Uma família almoçava alegremente, conversando o tempo todo. Estavam à mesa o pai, a mãe e dois filhos adolescentes: uma garota de 13 anos mais ou menos e um jovem de uns 17. Logo deu para perceber que os pais não eram mais casados, mas faziam questão de almoçar com os filhos aos finais de semana.
A garota estava entusiasmada porque passara uns dias das férias com a família de uma amiga em uma casa de praia e contava, não sem provocar os pais, como eram os costumes daquele grupo e a relação com a filha, da mesma idade que ela. “Os pais dela a deixam fazer isso, aquilo.” Foi o início de frase mais comum que a ouvi dizer.
Enquanto ela contava suas histórias, o irmão parecia incomodado, talvez pela atenção dos pais toda focada na garota. Vez ou outra ele até tentou interromper, mas os pais não lhe deram atenção. Assim que a menina terminou as novidades, ele passou a falar de suas conquistas com as garotas. Talvez tenha exagerado, mas o fato é que contabilizou inúmeras meninas com quem tinha ficado, beijado, assediado com êxito.
A mãe reagiu de imediato. Com o dedo em riste, disse com firmeza, mas sem braveza, a seguinte frase ao filho: “Nossos filhos, se quiserem beijar, ou até mesmo transar com alguém, que namorem, entendeu?”. Com essa pequena – mas contundente – frase, aquela mãe deu aos filhos uma lição de educação sexual familiar. Se o jovem seguiria o que ela disse, já é outra história e não importa, mas ele estava ciente do pensamento familiar a respeito de comportamentos relativos ao sexo.
A expressão “educação sexual” costuma assustar muita gente.
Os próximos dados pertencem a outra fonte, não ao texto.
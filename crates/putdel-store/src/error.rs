use putdel_types::IndexKey;

use crate::transaction::CancellationReason;

/// Errors from index store and blob store operations.
#[derive(Debug, Clone, PartialEq, Eq, thiserror::Error)]
pub enum StoreError {
    /// A single-item conditional write found its condition false.
    #[error("conditional check failed for {key}")]
    ConditionFailed { key: IndexKey },

    /// A transaction was cancelled; `reasons` has one entry per item.
    #[error("transaction cancelled: {}", summarize(.reasons))]
    TransactionCanceled { reasons: Vec<CancellationReason> },

    /// Another transaction touched the same rows concurrently.
    #[error("transaction conflict: {0}")]
    TransactionConflict(String),

    /// The named table does not exist.
    #[error("table not found: {0}")]
    TableNotFound(String),

    /// The object does not exist in the blob store.
    #[error("object not found: {bucket}/{key}")]
    ObjectNotFound { bucket: String, key: String },

    /// The object exists but at a different version than requested.
    #[error("version mismatch for {bucket}/{key}: expected {expected}, found {actual}")]
    VersionMismatch {
        bucket: String,
        key: String,
        expected: String,
        actual: String,
    },

    /// The caller lacks permission for the operation.
    #[error("access denied: {0}")]
    AccessDenied(String),

    /// The backend could not be reached or refused service.
    #[error("store unavailable: {0}")]
    Unavailable(String),

    /// A row could not be encoded or decoded.
    #[error("serialization error: {0}")]
    Serialization(String),
}

fn summarize(reasons: &[CancellationReason]) -> String {
    reasons
        .iter()
        .map(|r| r.to_string())
        .collect::<Vec<_>>()
        .join(", ")
}

/// Result alias for store operations.
pub type StoreResult<T> = Result<T, StoreError>;

#[cfg(test)]
mod tests {
    use super::*;

    #[test]
    fn cancellation_message_lists_reasons() {
        let err = StoreError::TransactionCanceled {
            reasons: vec![CancellationReason::None, CancellationReason::ConditionalCheckFailed],
        };
        assert_eq!(
            err.to_string(),
            "transaction cancelled: None, ConditionalCheckFailed"
        );
    }
}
Tanto que há quem diga que ela não deve ocorrer na escola. Deve. Isso porque a educação sexual familiar transmite a moral daquele grupo específico. Já a educação sexual na escola transmite, com base no conhecimento sistematizado, valores, tradições, costumes, leis em vigor no país, diferenças em relação a outros países, comportamentos aceitos e não aceitos pela sociedade, aponta preconceitos e estereótipos que envolvem a sexualidade. São abordagens bem diferentes e ambas importantes para a formação dos mais novos.
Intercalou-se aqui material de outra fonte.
#[cfg(test)]
mod tests {
    use super::*;
    use crate::error::PipelineError;
    use async_trait::async_trait;
    use putdel_store::{
        ChangeRecord, Condition, InMemoryBlobStore, InMemoryIndexStore, StoreError, StoreResult,
        TransactItem,
    };
    use putdel_types::{CommitSignal, IndexKey, IndexRecord, ObjectCreatedEvent};
    use std::sync::atomic::{AtomicUsize, Ordering};
    use std::time::Duration;

    struct Fixture {
        blobs: Arc<InMemoryBlobStore>,
        index: Arc<InMemoryIndexStore>,
        pipeline: Pipeline,
    }

    fn config() -> PipelineConfig {
        PipelineConfig::new("files").with_store_timeout(Duration::from_millis(500))
    }

    fn fixture() -> Fixture {
        let blobs = Arc::new(InMemoryBlobStore::new());
        let index = Arc::new(InMemoryIndexStore::new("files"));
        let pipeline = Pipeline::new(blobs.clone(), index.clone(), &config());
        Fixture {
            blobs,
            index,
            pipeline,
        }
    }

    fn payload(reference: &ObjectReference) -> Bytes {
        let event = ObjectCreatedEvent::synthetic(reference, 1);
        Bytes::from(serde_json::to_vec(&event).unwrap())
    }

    async fn upload(f: &Fixture, key: &str, body: &'static [u8]) -> ObjectReference {
        f.blobs
            .put_object("b", key, Bytes::from_static(body))
            .await
            .unwrap()
    }

    #[tokio::test]
    async fn scenario_single_delivery_indexes_without_deleting() {
        let mut f = fixture();
        let r = upload(&f, "f1", b"one").await;

        let results = f.pipeline.ingest(vec![payload(&r)]).await;
        assert!(results[0].as_ref().unwrap().wrote_row());

        let row = f.index.get(&r.index_key()).await.unwrap().expect("row");
        assert_eq!(row.index_key().pk, "OBJECT#b/f1");
        assert_eq!(f.index.len(), 1);
        assert!(f.blobs.contains("b", "f1"));
        assert_eq!(f.pipeline.journal().state(&r), ObjectState::Indexed);
    }

    #[tokio::test]
    async fn scenario_duplicate_delivery_is_noop() {
        let mut f = fixture();
        let r = upload(&f, "f1", b"one").await;

        f.pipeline.ingest(vec![payload(&r)]).await;
        let second = f.pipeline.ingest(vec![payload(&r)]).await;
        assert!(matches!(second[0], Ok(IndexOutcome::AlreadyIndexed { .. })));
        assert_eq!(f.index.len(), 1);
        assert_eq!(f.index.change_count(), 1);
    }

    #[tokio::test]
    async fn scenario_commit_signal_deletes_then_redelivery_is_noop() {
        let mut f = fixture();
        let r = upload(&f, "f1", b"one").await;
        f.pipeline.ingest(vec![payload(&r)]).await;

        let summary = f.pipeline.reclaim().await.unwrap();
        assert_eq!(summary.deleted, 1);
        assert!(!f.blobs.contains("b", "f1"));
        assert_eq!(f.pipeline.journal().state(&r), ObjectState::Deleted);

        let signal = CommitSignal {
            sequence: 1,
            key: r.index_key(),
            reference: r.clone(),
        };
        let again = f.pipeline.deleter().handle(&signal).await.unwrap();
        assert!(matches!(again, DeleteOutcome::AlreadyGone { .. }));
        assert_eq!(f.blobs.delete_count(), 1);
    }

    #[tokio::test]
    async fn scenario_unavailable_index_then_retry() {
        let mut f = fixture();
        let a = upload(&f, "a", b"a").await;
        let b = upload(&f, "b", b"b").await;

        f.index.faults().fail_next(1);
        let first = f.pipeline.ingest(vec![payload(&a)]).await;
        assert!(first[0].as_ref().unwrap_err().is_retriable());
        assert_eq!(f.pipeline.journal().state(&a), ObjectState::Unindexed);

        let retry = f.pipeline.ingest(vec![payload(&a), payload(&b)]).await;
        assert!(retry.iter().all(|r| r.as_ref().is_ok_and(IndexOutcome::wrote_row)));
        assert_eq!(f.index.len(), 2);
    }

    #[tokio::test]
    async fn concurrent_duplicates_produce_one_row() {
        let mut f = fixture();
        let r = upload(&f, "f1", b"one").await;

        let results = f.pipeline.ingest(vec![payload(&r); 16]).await;
        let summary = IngestSummary::from_results(&results);
        assert_eq!(summary.indexed, 1);
        assert_eq!(summary.already_indexed, 15);
        assert_eq!(f.index.len(), 1);
        assert_eq!(f.index.change_count(), 1);

        let reclaimed = f.pipeline.reclaim().await.unwrap();
        assert_eq!(reclaimed.signals, 1);
    }

    #[tokio::test]
    async fn malformed_event_does_not_affect_neighbours() {
        let mut f = fixture();
        let r = upload(&f, "f1", b"one").await;

        let results = f
            .pipeline
            .ingest(vec![Bytes::from_static(b"not json"), payload(&r)])
            .await;
        assert!(results[0].is_err());
        assert!(results[1].as_ref().unwrap().wrote_row());
        let summary = IngestSummary::from_results(&results);
        assert_eq!(summary.permanent_failures, 1);
    }

    #[tokio::test]
    async fn nothing_is_deleted_without_a_committed_row() {
        let mut f = fixture();
        let r = upload(&f, "f1", b"one").await;

        f.index.faults().set_unavailable(true);
        assert!(f.pipeline.ingest(vec![payload(&r)]).await[0].is_err());
        assert!(f.pipeline.reclaim().await.is_err());
        f.index.faults().set_unavailable(false);

        let summary = f.pipeline.reclaim().await.unwrap();
        assert_eq!(summary.signals, 0);
        assert!(f.blobs.contains("b", "f1"));
        assert!(f.pipeline.journal().violations().is_empty());
    }

    #[tokio::test]
    async fn crash_after_commit_is_recovered_from_feed() {
        let f = fixture();
        let r = upload(&f, "f1", b"one").await;

        // Commit through a bare indexer, then "crash" before any deleter runs.
        let indexer = Indexer::new(f.index.clone(), &config());
        indexer
            .handle(&ObjectCreatedEvent::synthetic(&r, 3))
            .await
            .unwrap();
        drop(indexer);

        let mut restarted = Pipeline::new(f.blobs.clone(), f.index.clone(), &config());
        let summary = restarted.reclaim().await.unwrap();
        assert_eq!(summary.deleted, 1);
        assert!(!f.blobs.contains("b", "f1"));
        assert_eq!(restarted.journal().state(&r), ObjectState::Deleted);
    }

    #[tokio::test]
    async fn overwrite_before_reclaim_keeps_newer_version() {
        let mut f = fixture();
        let v1 = upload(&f, "f1", b"one").await;
        f.pipeline.ingest(vec![payload(&v1)]).await;
        let v2 = upload(&f, "f1", b"two").await;

        let summary = f.pipeline.reclaim().await.unwrap();
        assert_eq!(summary.superseded, 1);
        assert_eq!(f.blobs.body("b", "f1").unwrap(), Bytes::from_static(b"two"));

        f.pipeline.ingest(vec![payload(&v2)]).await;
        let summary = f.pipeline.reclaim().await.unwrap();
        assert_eq!(summary.deleted, 1);
        assert!(!f.blobs.contains("b", "f1"));
        assert!(f.pipeline.journal().violations().is_empty());
    }

    #[tokio::test]
    async fn redelivery_after_reclaim_stays_deleted() {
        let mut f = fixture();
        let r = upload(&f, "f1", b"one").await;
        f.pipeline.ingest(vec![payload(&r)]).await;
        f.pipeline.reclaim().await.unwrap();

        let late = f.pipeline.ingest(vec![payload(&r)]).await;
        assert!(matches!(late[0], Ok(IndexOutcome::AlreadyReclaimed { .. })));
        assert_eq!(f.pipeline.journal().state(&r), ObjectState::Deleted);
        let summary = f.pipeline.reclaim().await.unwrap();
        assert_eq!(summary.signals, 0);
    }

    #[tokio::test]
    async fn failed_deletion_returns_to_indexed() {
        let mut f = fixture();
        let r = upload(&f, "f1", b"one").await;
        f.pipeline.ingest(vec![payload(&r)]).await;
        f.blobs.faults().deny_key("b/f1");

        let summary = f.pipeline.reclaim().await.unwrap();
        assert_eq!(summary.failures, 1);
        assert_eq!(f.pipeline.journal().state(&r), ObjectState::Indexed);
        assert!(f.blobs.contains("b", "f1"));
    }

    #[test]
    fn journal_records_premature_deletion() {
        let mut journal = Journal::new();
        let r = ObjectReference::new("b", "f1", "v1");
        journal.apply(&r, Transition::BeginIndexing);
        let state = journal.apply(&r, Transition::BeginDeletion);
        assert_eq!(state, ObjectState::IndexingInFlight);
        assert_eq!(journal.violations().len(), 1);
        assert_eq!(journal.violations()[0].reference, r);
    }

    #[test]
    fn journal_observe_does_not_overwrite() {
        let mut journal = Journal::new();
        let r = ObjectReference::new("b", "f1", "v1");
        journal.observe(&r, ObjectState::Deleted);
        journal.observe(&r, ObjectState::Indexed);
        assert_eq!(journal.state(&r), ObjectState::Deleted);
        assert_eq!(journal.count(ObjectState::Deleted), 1);
    }

    #[tokio::test]
    async fn tombstone_present_before_index_is_reclaimed_outcome() {
        let mut f = fixture();
        let r = upload(&f, "f1", b"one").await;
        f.index
            .put(&IndexRecord::tombstone(&r, chrono::Utc::now()), Condition::IfAbsent)
            .await
            .unwrap();
        let results = f.pipeline.ingest(vec![payload(&r)]).await;
        assert!(matches!(results[0], Ok(IndexOutcome::AlreadyReclaimed { .. })));
        assert!(f.pipeline.journal().violations().is_empty());
    }

    #[tokio::test]
    async fn versionless_notification_is_rejected_and_newer_write_survives() {
        let mut f = fixture();
        let v1 = upload(&f, "f1", b"one").await;
        let mut event = ObjectCreatedEvent::synthetic(&v1, 3);
        event.detail.object.etag.clear();
        let raw = Bytes::from(serde_json::to_vec(&event).unwrap());

        let results = f.pipeline.ingest(vec![raw]).await;
        let err = results[0].as_ref().unwrap_err();
        assert!(matches!(
            err,
            PipelineError::Event(TypeError::InvalidReference { field: "version", .. })
        ));
        assert!(!err.is_retriable());
        assert!(f.index.is_empty());

        let v2 = upload(&f, "f1", b"two").await;
        let summary = f.pipeline.reclaim().await.unwrap();
        assert_eq!(summary.signals, 0);
        assert!(f.blobs.holds(&v2));
        assert_eq!(f.blobs.delete_count(), 0);
    }

    #[tokio::test]
    async fn versioned_overwrite_reclaims_the_noncurrent_version() {
        let blobs = Arc::new(InMemoryBlobStore::versioned());
        let index = Arc::new(InMemoryIndexStore::new("files"));
        let mut pipeline = Pipeline::new(blobs.clone(), index.clone(), &config());

        let v1 = blobs.put_object("b", "f1", Bytes::from_static(b"one")).await.unwrap();
        pipeline.ingest(vec![payload(&v1)]).await;
        let v2 = blobs.put_object("b", "f1", Bytes::from_static(b"two")).await.unwrap();

        let summary = pipeline.reclaim().await.unwrap();
        assert_eq!(summary.deleted, 1);
        assert_eq!(summary.superseded, 0);
        assert!(!blobs.holds(&v1));
        assert!(blobs.holds(&v2));
        assert_eq!(blobs.body("b", "f1").unwrap(), Bytes::from_static(b"two"));
        assert!(index.get(&v2.index_key()).await.unwrap().is_none());

        pipeline.ingest(vec![payload(&v2)]).await;
        let summary = pipeline.reclaim().await.unwrap();
        assert_eq!(summary.deleted, 1);
        assert_eq!(blobs.object_count(), 0);
        assert!(pipeline.journal().violations().is_empty());
    }

    /// Index store whose change feed stops answering after `healthy_reads`.
    struct ClosingFeed {
        inner: InMemoryIndexStore,
        reads: AtomicUsize,
        healthy_reads: usize,
    }

    #[async_trait]
    impl ConditionalKeyValueStore for ClosingFeed {
        fn table_name(&self) -> &str {
            self.inner.table_name()
        }

        async fn get(&self, key: &IndexKey) -> StoreResult<Option<IndexRecord>> {
            self.inner.get(key).await
        }

        async fn put(&self, record: &IndexRecord, condition: Condition) -> StoreResult<()> {
            self.inner.put(record, condition).await
        }

        async fn transact(&self, items: Vec<TransactItem>) -> StoreResult<()> {
            self.inner.transact(items).await
        }

        async fn scan(&self) -> StoreResult<Vec<IndexRecord>> {
            self.inner.scan().await
        }

        async fn changes_since(&self, after: u64, limit: usize) -> StoreResult<Vec<ChangeRecord>> {
            if self.reads.fetch_add(1, Ordering::SeqCst) >= self.healthy_reads {
                return Err(StoreError::Unavailable("shard closed".into()));
            }
            self.inner.changes_since(after, limit).await
        }
    }

    #[tokio::test]
    async fn feed_failure_mid_drain_keeps_journal_at_checkpoint() {
        let blobs = Arc::new(InMemoryBlobStore::new());
        let index = Arc::new(ClosingFeed {
            inner: InMemoryIndexStore::new("files"),
            reads: AtomicUsize::new(0),
            healthy_reads: 1,
        });
        let mut config = config();
        config.feed_batch_size = 1;
        let mut pipeline = Pipeline::new(blobs.clone(), index.clone(), &config);

        let first = blobs.put_object("b", "a", Bytes::from_static(b"a")).await.unwrap();
        let second = blobs.put_object("b", "z", Bytes::from_static(b"z")).await.unwrap();
        pipeline.ingest(vec![payload(&first)]).await;
        pipeline.ingest(vec![payload(&second)]).await;

        let err = pipeline.reclaim().await.unwrap_err();
        assert!(err.is_retriable());
        assert_eq!(pipeline.checkpoint(), 1);
        assert!(!blobs.contains("b", "a"));
        assert_eq!(pipeline.journal().state(&first), ObjectState::Deleted);
        assert_eq!(pipeline.journal().state(&second), ObjectState::Indexed);
        assert!(blobs.contains("b", "z"));
    }
}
Vejamos um exemplo: uma família que professa alguma religião que tem como princípio que o relacionamento sexual só deve ocorrer após o casamento apontará tal princípio aos filhos. É direito da família ter seus valores religiosos e transmitir isso aos filhos.
Na escola, entretanto, isso não deve ocorrer porque uma das funções da instituição escolar é formar seus alunos para a autonomia, ou seja, para que saibam fazer boas escolhas quando tiverem maturidade, e boas escolhas são as escolhas bem informadas. Cabe, portanto, à escola passar todo o conhecimento humano construído e acumulado a respeito da sexualidade para que seus alunos sejam bem informados.
Educação sexual não trata de sexo, mas da sexualidade, tema muito mais amplo porque envolve todo tipo de comportamento relativo ao sexo. Saúde sexual, autocuidado, respeito a si, ao outro e à sociedade, responsabilidade, valores e moral social são temas, por exemplo, da educação sexual. Sabia que algumas doenças sexualmente transmissíveis estão crescendo entre os jovens justamente porque não temos um bom trabalho de educação sexual nas escolas? Não queremos nosso jovens infectados com vírus e bactérias que provocam essas doenças por falta de informação qualificada e de formação, queremos?
Não podemos nem devemos cercear a formação dos mais novos em virtude de nossos valores, de nossos conceitos e preconceitos, de nossa visão de mundo. Eles poderão ser bem melhores do que nós na construção do nosso futuro!